Provided data

┏━━

//! The four renderings of a descriptor tree.
//!
//! Each walks the tree in declaration order and writes into a single buffer;
//! none of them touches anything but the tree and the alias tables.

use core::fmt;

use hashbrown::HashSet;

use super::ty::TypeDescriptor;
use crate::aliases::{SYSTEM_ROOT, is_system_qualified, qualified_alias, simple_alias};

#[derive(Clone, Copy, PartialEq, Eq)]
pub(crate) enum Labels {
    Keep,
    Omit,
}

impl TypeDescriptor {
    /// The token used inside generated member names: `Int`, `NullableInt`,
    /// `ListOfInt`, `DictionaryOfString_Int`.
    pub fn readable_name(&self) -> String {
        let mut out = String::new();
        self.write_readable(&mut out);
        out
    }

    /// Declaration syntax for generated signatures: `int`, `int?`,
    /// `List<int>`, `(int? Id, string Name)`.
    pub fn fully_qualified_name(&self) -> String {
        let mut out = String::new();
        self.write_declaration(&mut out, Labels::Keep);
        out
    }

    /// A short key that stays unique per instantiation, for naming emitted
    /// artifacts. Not valid declaration syntax.
    pub fn hint_name(&self) -> String {
        let alias = qualified_alias(self.qualified_name());
        let children = self.children();
        if children.is_empty() {
            if self.is_nullable_annotated() {
                return format!("Nullable{alias}");
            }
            return alias.to_string();
        }
        if self.is_nullable_value() || self.is_tuple() {
            return self.readable_name();
        }

        let mut out = String::from(alias);
        out.push('<');
        for (i, child) in children.iter().enumerate() {
            if i > 0 {
                out.push('_');
            }
            child.write_declaration(&mut out, Labels::Keep);
        }
        out.push('>');
        out
    }

    /// Namespaces under `System` that the declaration rendering depends on,
    /// excluding the bare root.
    pub fn system_namespaces(&self) -> HashSet<String> {
        let mut namespaces = HashSet::new();
        self.collect_namespaces(&mut namespaces);
        namespaces
    }

    fn write_readable(&self, out: &mut String) {
        push_capitalized(out, simple_alias(self.simple_name()));

        let children = self.children();
        if children.is_empty() {
            return;
        }
        // The leaf rule already rendered "Nullable", which reads as a prefix.
        if !self.is_nullable_value() {
            out.push_str("Of");
        }
        for (i, child) in children.iter().enumerate() {
            if i > 0 {
                out.push('_');
            }
            child.write_readable(out);
        }
    }

    pub(crate) fn write_declaration(&self, out: &mut String, labels: Labels) {
        self.write_bare_declaration(out, labels);
        if labels == Labels::Keep
            && let Some(field) = self.field_name()
        {
            out.push(' ');
            out.push_str(field);
        }
    }

    fn write_bare_declaration(&self, out: &mut String, labels: Labels) {
        let alias = qualified_alias(self.qualified_name());

        // The qualified form of a nullable value already ends in `?`.
        if self.is_nullable_value() {
            out.push_str(alias);
            return;
        }

        let children = self.children();
        if children.is_empty() {
            out.push_str(alias);
            if self.is_nullable_reference() {
                out.push('?');
            }
            return;
        }

        let (open, close) = if self.is_tuple() {
            ('(', ')')
        } else {
            out.push_str(alias);
            ('<', '>')
        };
        out.push(open);
        for (i, child) in children.iter().enumerate() {
            if i > 0 {
                out.push_str(", ");
            }
            child.write_declaration(out, labels);
        }
        out.push(close);
    }

    fn collect_namespaces(&self, namespaces: &mut HashSet<String>) {
        let qualified = self.qualified_name();
        if is_system_qualified(qualified)
            && let Some(dot) = qualified.rfind('.')
        {
            let namespace = &qualified[..dot];
            if namespace != SYSTEM_ROOT && !namespaces.contains(namespace) {
                namespaces.insert(namespace.to_string());
            }
        }
        for child in self.children() {
            child.collect_namespaces(namespaces);
        }
    }
}

impl fmt::Display for TypeDescriptor {
    fn fmt(&self, f: &mut fmt::Formatter<'_>) -> fmt::Result {
        f.write_str(&self.fully_qualified_name())
    }
}

fn push_capitalized(out: &mut String, name: &str) {
    let mut chars = name.chars();
    if let Some(first) = chars.next() {
        out.extend(first.to_uppercase());
        out.push_str(chars.as_str());
    }
}
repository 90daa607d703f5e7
//! Error handling utilities for the CLI.

use unionname::{Error, RenderConfig, render_error_to};

/// Result type for CLI commands.
pub type CliResult<T> = Result<T, Error>;

/// Render an error (or warnings) to stderr and carry on.
pub fn render(error: &Error, no_color: bool) {
    let config = RenderConfig {
        color: !no_color,
        ..Default::default()
    };
    render_error_to(error, &mut std::io::stderr(), &config).ok();
}

/// Render an error to stderr and exit with code 1.
pub fn render_and_exit(error: Error, no_color: bool) -> ! {
    render(&error, no_color);
    std::process::exit(1);
}
//! Command implementations.
//!
//! Each subcommand has its own module with a `run` function.

pub mod completions;
pub mod fix;
pub mod members;
pub mod names;
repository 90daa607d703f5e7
//! Descriptor construction macro for tests and examples.
//!
//! # Example
//!
//! ```
//! use unionname_types::desc;
//!
//! let int = desc!(Int);
//! let list = desc!(List[Int]);
//! let map = desc!(Dictionary[Str, Double?]);
//! let tuple = desc!((Int?, Str, Char?));
//! let record = desc!((Id: Int?, Name: Str));
//!
//! assert_eq!(list.readable_name(), "ListOfInt");
//! assert_eq!(map.readable_name(), "DictionaryOfString_NullableDouble");
//! assert_eq!(record.fully_qualified_name(), "(int? Id, string Name)");
//! # let _ = (int, tuple);
//! ```

use crate::aliases::{SYSTEM_ROOT, is_system_value_type};
use crate::core::TypeDescriptor;

/// Macro for constructing descriptors with a concise syntax.
///
/// # Syntax
///
/// | Pattern | Meaning |
/// |---------|---------|
/// | `Int`, `Str`, `Bool`, `Char`, `Double`, `Long`, ... | Built-in scalars |
/// | `Int32`, `DateTime`, `Guid` | `System` types by simple name |
/// | `CustomType` | A type outside `System`, qualified by its own name |
/// | `T?` | Nullable value (value types) or nullable reference |
/// | `List[T]`, `Dictionary[K, V]` | Generic types |
/// | `(T1, T2)` | Unlabeled value tuple |
/// | `(a: T1, b: T2)` | Labeled value tuple |
#[macro_export]
macro_rules! desc {
    // === Generic types ===

    (@ty $name:ident [$($args:tt)*] ?) => {
        $crate::macros::generic(stringify!($name), $crate::desc!(@list [] [] $($args)*), true)
    };
    (@ty $name:ident [$($args:tt)*]) => {
        $crate::macros::generic(stringify!($name), $crate::desc!(@list [] [] $($args)*), false)
    };

    // === Tuples ===

    (@ty ($($elems:tt)*) ?) => {
        $crate::macros::tuple($crate::desc!(@list [] [] $($elems)*), true)
    };
    (@ty ($($elems:tt)*)) => {
        $crate::macros::tuple($crate::desc!(@list [] [] $($elems)*), false)
    };

    // === Leaves ===

    (@ty $name:ident ?) => {
        $crate::macros::leaf(stringify!($name), true)
    };
    (@ty $name:ident) => {
        $crate::macros::leaf(stringify!($name), false)
    };

    // === Comma-separated lists ===
    // @list [done] [current] remaining

    (@list [$($done:expr,)*] []) => {
        ::std::vec![$($done),*]
    };
    (@list [$($done:expr,)*] [$($cur:tt)+]) => {
        ::std::vec![$($done,)* $crate::desc!(@elem $($cur)+)]
    };
    (@list [$($done:expr,)*] [$($cur:tt)+] , $($rest:tt)*) => {
        $crate::desc!(@list [$($done,)* $crate::desc!(@elem $($cur)+),] [] $($rest)*)
    };
    (@list [$($done:expr,)*] [$($cur:tt)*] $tok:tt $($rest:tt)*) => {
        $crate::desc!(@list [$($done,)*] [$($cur)* $tok] $($rest)*)
    };

    // === List elements, optionally labeled ===

    (@elem $label:ident : $($ty:tt)+) => {
        $crate::desc!(@ty $($ty)+).with_field_name(stringify!($label))
    };
    (@elem $($ty:tt)+) => {
        $crate::desc!(@ty $($ty)+)
    };

    // === Entry point ===

    ($($ty:tt)+) => {
        $crate::desc!(@ty $($ty)+)
    };
}

/// Shorthand scalar names accepted by [`desc!`], mapped to their simple names.
const SHORTHANDS: &[(&str, &str)] = &[
    ("Int", "Int32"),
    ("Str", "String"),
    ("Bool", "Boolean"),
    ("Long", "Int64"),
    ("Short", "Int16"),
    ("Float", "Single"),
];

const SYSTEM_REFERENCE_TYPES: &[&str] = &["String", "Object", "Exception", "Uri"];
const COLLECTIONS: &[&str] = &[
    "List",
    "Dictionary",
    "HashSet",
    "IEnumerable",
    "IReadOnlyList",
    "IReadOnlyDictionary",
];

#[doc(hidden)]
pub fn leaf(name: &str, nullable: bool) -> TypeDescriptor {
    let name = SHORTHANDS
        .iter()
        .find(|(short, _)| *short == name)
        .map_or(name, |&(_, simple)| simple);

    let is_value = is_system_value_type(name);
    let qualified = if is_value || SYSTEM_REFERENCE_TYPES.contains(&name) {
        format!("{SYSTEM_ROOT}.{name}")
    } else {
        name.to_string()
    };

    let node = TypeDescriptor::scalar(name, qualified);
    match (nullable, is_value) {
        (false, _) => node,
        (true, true) => TypeDescriptor::nullable_value(node),
        (true, false) => node.with_nullable_reference(),
    }
}

#[doc(hidden)]
pub fn generic(name: &str, args: Vec<TypeDescriptor>, nullable: bool) -> TypeDescriptor {
    let qualified = if COLLECTIONS.contains(&name) {
        format!("{SYSTEM_ROOT}.Collections.Generic.{name}")
    } else if name == "Tuple" {
        format!("{SYSTEM_ROOT}.{name}")
    } else {
        name.to_string()
    };
    let node = TypeDescriptor::generic(name, qualified, args);
    if nullable {
        node.with_nullable_reference()
    } else {
        node
    }
}

#[doc(hidden)]
pub fn tuple(elements: Vec<TypeDescriptor>, nullable: bool) -> TypeDescriptor {
    let qualified = format!(
        "({})",
        elements
            .iter()
            .map(|e| e.qualified_name())
            .collect::<Vec<_>>()
            .join(", ")
    );
    let node = TypeDescriptor::tuple(qualified, elements);
    if nullable {
        TypeDescriptor::nullable_value(node)
    } else {
        node
    }
}

#[cfg(test)]
mod tests {
    use crate::core::TyFlags;

    #[test]
    fn test_scalar_shorthands() {
        assert_eq!(desc!(Int).qualified_name(), "System.Int32");
        assert_eq!(desc!(Str).simple_name(), "String");
        assert_eq!(desc!(Guid).qualified_name(), "System.Guid");
        assert_eq!(desc!(CustomType).qualified_name(), "CustomType");
    }

    #[test]
    fn test_nullable_forms() {
        assert!(desc!(Int?).is_nullable_value());
        assert!(desc!(Str?).is_nullable_reference());
        assert!(desc!(List[Int]?).is_nullable_reference());
        assert!(desc!((Int, Str)?).is_nullable_value());
    }

    #[test]
    fn test_nested_lists() {
        let d = desc!(Dictionary[Str, List[Dictionary[Int, Char?]]]);
        assert_eq!(d.children().len(), 2);
        assert_eq!(d.children()[1].children()[0].children().len(), 2);
    }

    #[test]
    fn test_labeled_tuple() {
        let t = desc!((Id: Int?, Name: Str));
        assert_eq!(t.children()[0].field_name(), Some("Id"));
        assert_eq!(t.children()[1].field_name(), Some("Name"));
        assert!(t.flags().contains(TyFlags::LABELED));
        assert_eq!(t.qualified_name(), "(System.Int32?, System.String)");
    }
}
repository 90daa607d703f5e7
//! Public API surface shared by every entry point.

pub mod error;

pub use error::{Diagnostic, Error, RelatedInfo, Severity};
//! Textual type signatures.
//!
//! [`Signature`] is a [`TypeDescription`] host parsed from the way a C#
//! declaration spells a type. It answers the same questions a compiler's
//! symbol table would, so descriptor trees built from it match the ones a
//! source generator builds.

mod error;
mod parser;

use core::ops::Range;

use hashbrown::HashSet;
use unionname_types::TypeDescription;

pub use error::ParseError;
pub use parser::{DEFAULT_MAX_DEPTH, parse_signature};

/// Byte range into the signature text.
#[derive(Debug, Clone, PartialEq, Eq, Hash, Default)]
pub struct Span(pub Range<usize>);

impl Span {
    pub fn new(start: usize, end: usize) -> Self {
        Span(start..end)
    }

    pub fn start(&self) -> usize {
        self.0.start
    }

    pub fn end(&self) -> usize {
        self.0.end
    }
}

impl From<pest::Span<'_>> for Span {
    fn from(span: pest::Span<'_>) -> Self {
        Span(span.start()..span.end())
    }
}

/// The union type whose alternatives get generated members.
pub const DEFAULT_UNION_NAME: &str = "OneOf";

/// What the parser cannot tell from the text alone.
#[derive(Debug, Clone)]
pub struct SignatureOptions {
    /// Names (as written) of types declared elsewhere as structs.
    pub value_types: HashSet<String>,
    /// Bare identifiers that are open type parameters rather than types.
    pub type_params: HashSet<String>,
    /// Maximum nesting of `<...>` and `(...)`.
    pub max_depth: usize,
    /// Simple name of the union type.
    pub union_name: String,
}

impl Default for SignatureOptions {
    fn default() -> Self {
        SignatureOptions {
            value_types: HashSet::new(),
            type_params: HashSet::new(),
            max_depth: DEFAULT_MAX_DEPTH,
            union_name: DEFAULT_UNION_NAME.to_string(),
        }
    }
}

impl SignatureOptions {
    pub fn with_value_type(mut self, name: impl Into<String>) -> Self {
        self.value_types.insert(name.into());
        self
    }

    pub fn with_type_param(mut self, name: impl Into<String>) -> Self {
        self.type_params.insert(name.into());
        self
    }

    pub fn with_max_depth(mut self, max_depth: usize) -> Self {
        self.max_depth = max_depth;
        self
    }

    pub fn with_union_name(mut self, name: impl Into<String>) -> Self {
        self.union_name = name.into();
        self
    }
}

/// A parsed type signature.
#[derive(Debug, Clone, PartialEq, Eq)]
pub struct Signature {
    name: String,
    qualified: String,
    named: bool,
    value: bool,
    annotated: bool,
    tuple: bool,
    args: Vec<Signature>,
    labels: Vec<String>,
    span: Span,
}

impl Signature {
    /// Where this type was written.
    pub fn span(&self) -> &Span {
        &self.span
    }

    /// Type arguments (or tuple elements) as written.
    pub fn arguments(&self) -> &[Signature] {
        &self.args
    }

    /// Element labels of a tuple, defaults included. Empty for non-tuples.
    pub fn labels(&self) -> &[String] {
        &self.labels
    }

    /// Wrap a value type in `Nullable`, the way compilers model `T?`.
    fn into_nullable_value(self, span: Span) -> Signature {
        Signature {
            name: "Nullable".to_string(),
            qualified: format!("{}?", self.qualified),
            named: true,
            value: true,
            annotated: true,
            tuple: false,
            args: vec![self],
            labels: Vec::new(),
            span,
        }
    }
}

impl TypeDescription for Signature {
    fn name(&self) -> &str {
        &self.name
    }

    fn qualified_name(&self) -> &str {
        &self.qualified
    }

    fn is_named(&self) -> bool {
        self.named
    }

    fn is_value_type(&self) -> bool {
        self.value
    }

    fn is_nullable_annotated(&self) -> bool {
        self.annotated
    }

    fn is_tuple(&self) -> bool {
        self.tuple
    }

    fn type_arguments(&self) -> impl Iterator<Item = &Self> {
        self.args.iter()
    }

    fn tuple_elements(&self) -> impl Iterator<Item = (&str, &Self)> {
        self.labels.iter().map(String::as_str).zip(self.args.iter())
    }
}
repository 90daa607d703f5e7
//! Common utilities shared across CLI commands.

pub mod error;
pub mod input;

pub use error::CliResult;
//! Signatures, unions and generated member names on top of
//! [`unionname_types`].
//!
//! ```
//! use unionname_core::member::PositionalMember;
//! use unionname_core::signature::SignatureOptions;
//! use unionname_core::union::UnionSignature;
//!
//! let union = UnionSignature::parse(
//!     "OneOf<int?, System.Collections.Generic.List<string>>",
//!     &SignatureOptions::default(),
//! )
//! .unwrap();
//! let alternatives = union.alternatives();
//! assert_eq!(alternatives.get(0).unwrap().readable_name(), "NullableInt");
//!
//! let positional = PositionalMember::parse("IsT1").unwrap();
//! let rewrite = alternatives.rewrite(&positional).unwrap();
//! assert_eq!(rewrite.to_string(), "IsListOfString()");
//! ```

pub mod api;
pub mod member;
pub mod signature;
pub mod union;

pub use api::{Diagnostic, Error, RelatedInfo, Severity};
pub use unionname_types as types;

/// Test utilities for enabling logging in tests
#[cfg(test)]
pub mod test_utils {
    /// Initialize a tracing subscriber for tests at DEBUG level, unless
    /// `RUST_LOG` says otherwise.
    pub fn init_test_logging() {
        use tracing_subscriber::{EnvFilter, fmt};

        // Ignore the error if another test already installed one.
        let _ = fmt()
            .with_env_filter(
                EnvFilter::try_from_default_env().unwrap_or_else(|_| EnvFilter::new("debug")),
            )
            .with_test_writer()
            .try_init();
    }
}
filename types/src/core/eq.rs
//! Structural equality and hashing.
//!
//! Two descriptors are the same generation unit when they render the same
//! readable name and the same label-free declaration, and their children are
//! pairwise the same. Field labels never take part.

use core::hash::{self, Hash, Hasher};
use std::hash::DefaultHasher;

use super::render::Labels;
use super::ty::TypeDescriptor;

pub const HASH_SEED: u64 = 19;
pub const HASH_MULTIPLIER: u64 = 31;

impl TypeDescriptor {
    /// Declaration rendering with every tuple label dropped.
    pub fn unlabeled_name(&self) -> String {
        let mut out = String::new();
        self.write_declaration(&mut out, Labels::Omit);
        out
    }

    /// Hash consistent with `==`: a seed combined with the hashes of the two
    /// renderings and of every child, in order.
    ///
    /// Uses a fixed-key hasher, so the value does not change between runs of
    /// the same build.
    pub fn structural_hash(&self) -> u64 {
        let mut hash = HASH_SEED;
        hash = combine_hash(hash, str_hash(&self.readable_name()));
        hash = combine_hash(hash, str_hash(&self.unlabeled_name()));
        for child in self.children() {
            hash = combine_hash(hash, child.structural_hash());
        }
        hash
    }
}

/// One step of the structural hash: `hash * 31 + value`, wrapping.
pub fn combine_hash(hash: u64, value: u64) -> u64 {
    hash.wrapping_mul(HASH_MULTIPLIER).wrapping_add(value)
}

fn str_hash(s: &str) -> u64 {
    let mut hasher = DefaultHasher::new();
    s.hash(&mut hasher);
    hasher.finish()
}

impl PartialEq for TypeDescriptor {
    fn eq(&self, other: &Self) -> bool {
        if self.readable_name() != other.readable_name()
            || self.unlabeled_name() != other.unlabeled_name()
        {
            return false;
        }
        let (ours, theirs) = (self.children(), other.children());
        ours.len() == theirs.len() && ours.iter().zip(theirs).all(|(a, b)| a == b)
    }
}

impl Eq for TypeDescriptor {}

impl hash::Hash for TypeDescriptor {
    fn hash<H: Hasher>(&self, state: &mut H) {
        state.write_u64(self.structural_hash());
    }
}
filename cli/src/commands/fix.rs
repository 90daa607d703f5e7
//! The `fix` command - rewrite a positional member access.

use unionname::Error;
use unionname::member::PositionalMember;
use unionname::signature::SignatureOptions;
use unionname::union::UnionSignature;

use crate::cli::FixArgs;
use crate::common::CliResult;

/// Run the fix command, printing the replacement for `args.member`.
pub fn run(args: FixArgs, options: &SignatureOptions) -> CliResult<()> {
    let union = UnionSignature::parse(&args.union, options)?;
    let member = args.member.trim();
    let positional = PositionalMember::parse(member).ok_or_else(|| {
        Error::Api(format!(
            "`{member}` is not a positional member; expected IsT<n>, AsT<n>, MapT<n> or TryPickT<n>"
        ))
    })?;

    let alternatives = union.alternatives();
    let rewrite = alternatives.rewrite(&positional).ok_or_else(|| {
        Error::Api(format!(
            "`{positional}` is out of range for a union of {} alternatives",
            alternatives.len()
        ))
    })?;

    println!("{rewrite}");
    Ok(())
}
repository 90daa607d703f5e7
//! The `completions` command - generate shell completions.

use clap::CommandFactory;
use clap_complete::generate;

use crate::cli::{Cli, CompletionsArgs};

/// Run the completions command.
pub fn run(args: CompletionsArgs) {
    let mut cmd = Cli::command();
    generate(args.shell, &mut cmd, "unionname", &mut std::io::stdout());
}
//! Signature input: command-line arguments or a file of them.

use std::io::Read;

use unionname::Error;

/// One signature to process, and where it came from for error messages.
#[derive(Debug, Clone, PartialEq, Eq)]
pub struct Input {
    pub text: String,
    pub filename: Option<String>,
}

/// Read input from a file path or stdin if path is "-".
///
/// Returns the content and a display name for error messages.
pub fn read_input(path: &str) -> Result<(String, String), String> {
    if path == "-" {
        let mut content = String::new();
        std::io::stdin()
            .read_to_string(&mut content)
            .map_err(|e| format!("<stdin>: {}", e))?;
        Ok((content, "<stdin>".to_string()))
    } else {
        let content = std::fs::read_to_string(path).map_err(|e| format!("{}: {}", path, e))?;
        Ok((content, path.to_string()))
    }
}

/// Signatures from the arguments, followed by those in `file`.
///
/// In a file, each non-blank line is one signature; lines starting with
/// `//` are comments.
pub fn collect_inputs(args: &[String], file: Option<&str>) -> Result<Vec<Input>, Error> {
    let mut inputs: Vec<Input> = args
        .iter()
        .map(|text| Input {
            text: text.trim().to_string(),
            filename: None,
        })
        .collect();

    if let Some(path) = file {
        let (content, name) = read_input(path).map_err(Error::Api)?;
        inputs.extend(signature_lines(&content).map(|line| Input {
            text: line.to_string(),
            filename: Some(name.clone()),
        }));
    }
    Ok(inputs)
}

fn signature_lines(content: &str) -> impl Iterator<Item = &str> {
    content
        .lines()
        .map(str::trim)
        .filter(|line| !line.is_empty() && !line.starts_with("//"))
}
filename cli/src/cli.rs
//! Command-line interface definitions.
//!
//! This module contains only clap struct definitions - no business logic.
//! All command implementations are in the `commands` module.

use clap::{Args, Parser, Subcommand};
use unionname::signature::{DEFAULT_UNION_NAME, SignatureOptions};

/// Unionname - readable member names for union alternatives
#[derive(Parser, Debug)]
#[command(name = "unionname", version, about, long_about = None)]
pub struct Cli {
    #[command(subcommand)]
    pub command: Command,

    /// Disable colored output
    #[arg(long, global = true)]
    pub no_color: bool,

    #[command(flatten)]
    pub signature: SignatureArgs,
}

#[derive(Subcommand, Debug)]
pub enum Command {
    /// Print the names derived from type signatures
    Names(NamesArgs),

    /// Print the named members generated for unions
    Members(MembersArgs),

    /// Rewrite a positional member such as `IsT0` to its named form
    Fix(FixArgs),

    /// Generate shell completions
    Completions(CompletionsArgs),
}

/// How signatures are read, shared by every command.
#[derive(Args, Debug)]
pub struct SignatureArgs {
    /// Treat NAME as a value type (struct); may be repeated
    #[arg(long = "value-type", value_name = "NAME", global = true)]
    pub value_types: Vec<String>,

    /// Treat NAME as an open type parameter; may be repeated
    #[arg(long = "type-param", value_name = "NAME", global = true)]
    pub type_params: Vec<String>,

    /// Simple name of the union type
    #[arg(long, value_name = "NAME", global = true)]
    #[arg(default_value = DEFAULT_UNION_NAME)]
    pub union_name: String,
}

impl SignatureArgs {
    pub fn to_options(&self) -> SignatureOptions {
        let options = SignatureOptions::default().with_union_name(&self.union_name);
        let options = self
            .value_types
            .iter()
            .fold(options, |options, name| options.with_value_type(name));
        self.type_params
            .iter()
            .fold(options, |options, name| options.with_type_param(name))
    }
}

/// Arguments for the `names` command.
#[derive(Args, Debug)]
pub struct NamesArgs {
    /// Type signatures, e.g. `System.Collections.Generic.List<int?>`
    #[arg(required_unless_present = "file")]
    pub signatures: Vec<String>,

    /// Read signatures from a file, one per line (use - for stdin)
    #[arg(long, short)]
    pub file: Option<String>,
}

/// Arguments for the `members` command.
#[derive(Args, Debug)]
pub struct MembersArgs {
    /// Union signatures, e.g. `OneOf<int, string>`
    #[arg(required_unless_present = "file")]
    pub unions: Vec<String>,

    /// Read unions from a file, one per line (use - for stdin)
    #[arg(long, short)]
    pub file: Option<String>,
}

/// Arguments for the `fix` command.
#[derive(Args, Debug)]
pub struct FixArgs {
    /// The union the member belongs to, e.g. `OneOf<int, string>`
    pub union: String,

    /// Positional member: IsT<n>, AsT<n>, MapT<n> or TryPickT<n>
    pub member: String,
}

/// Arguments for the `completions` command.
#[derive(Args, Debug)]
pub struct CompletionsArgs {
    /// Shell to generate completions for
    pub shell: clap_complete::Shell,
}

┗━━

Work item
Among the lines above, find the ones containing "renderings" and copy them.

Solution to this problem
//! The four renderings of a descriptor tree.
    /// renderings and of every child, in order.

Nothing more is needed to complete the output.